The Sveriges Riksbank Prize in Economic Sciences in Memory of Alfred Nobel 1969


Today marks the first entry that will form part of the Nobel Prize in Economics Profile series.

My purpose in forming this series is twofold:


1) To learn more about Economic History, Applied Economics and Economic Theory 


2) To continue my Autodidact-led journey - and to join (or try to join) the ranks of the famous self-learners


Accumulating these profiles, and providing, not only a summary, but an opinion on each, will hopefully provide various rewards: economic knowledge, true social science awareness and inspirational accounts to learn from. 


The premise herein: one has to study the events of the past, to live the active present, which ultimately leads to envisioning a future.


One of my greatest regrets was to have approached mathematics begrudgingly during my formative years. Had I gone beyond the usual dry learning approach and realized the philosophy behind the subject and how speaking it would serve me in multiple forms, I wouldn't have waited until college to take it seriously. Any mathematician, math teacher and math enthuthiast can attest to its beauty


Mathematics is usually an underestimated disciplines, yet anyone who decides to venture into the private sector can surely add value. When it comes to Economics - the following winners, were not only fluent in Mathematics; they used it to their advantage; revolutionizing economics from thereon.

So, without further ado: 

From www.nobelprize.org:




Ragnar Frisch

Ragnar Frisch

Jan Tinbergen

Jan Tinbergen

The Sveriges Riksbank Prize in Economic Sciences in Memory of Alfred Nobel 1969 was awarded jointly to Ragnar Frisch and Jan Tinbergen "for having developed and applied dynamic models for the analysis of economic processes"

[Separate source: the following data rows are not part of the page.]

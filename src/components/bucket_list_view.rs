//! Bucket List View Component
//!
//! Renders the store's items in order and wires the row actions to the gateway.

use leptos::prelude::*;
use leptos::task::spawn_local;

use bucket_core::{BucketList, Item, ItemId};

use crate::components::BucketItemRow;
use crate::gateway::GatewayHandle;
use crate::store::{delete_item, toggle_item, DashboardStateStoreFields, DashboardStore};

/// Rows paired with their position in the list
fn indexed_rows(list: &BucketList) -> Vec<(usize, Item)> {
    list.items().iter().cloned().enumerate().collect()
}

/// Position keeps repeated ids apart; completion makes a toggled row re-render
fn row_key((position, item): &(usize, Item)) -> (usize, ItemId, bool) {
    (*position, item.id.clone(), item.completed)
}

#[component]
pub fn BucketListView(store: DashboardStore, gateway: GatewayHandle) -> impl IntoView {
    let on_toggle = Callback::new(move |(id, completed): (ItemId, bool)| {
        spawn_local(async move {
            let gateway = gateway.get_value();
            let _ = toggle_item(&store, &gateway, &id, completed).await;
        });
    });

    let on_delete = Callback::new(move |id: ItemId| {
        spawn_local(async move {
            let gateway = gateway.get_value();
            let _ = delete_item(&store, &gateway, &id).await;
        });
    });

    view! {
        <div class="bucket-list-header">
            <h3 class="grow">"BucketList Item"</h3>
            <h3>"Actions"</h3>
        </div>

        <ul class="bucket-list">
            <For
                each=move || indexed_rows(&store.list().read())
                key=row_key
                children=move |(_, item)| {
                    view! {
                        <BucketItemRow item=item on_toggle=on_toggle on_delete=on_delete />
                    }
                }
            />
        </ul>

        <p class="item-count">
            {move || {
                let list = store.list().read();
                format!("{} items, {} completed", list.len(), list.completed_count())
            }}
        </p>
    }
}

These two Economists revolutionized the field of Economics, having founded Econometrics - the discipline that gave way to the formal quantitative analysis that most economic concepts and theories lacked until that point. 

Jan Tinbergen also (assumedly - but surely not a mere factoid) promoted the terms "Macroeconomics" and "Microeconomics", before these two economic branches were in common use.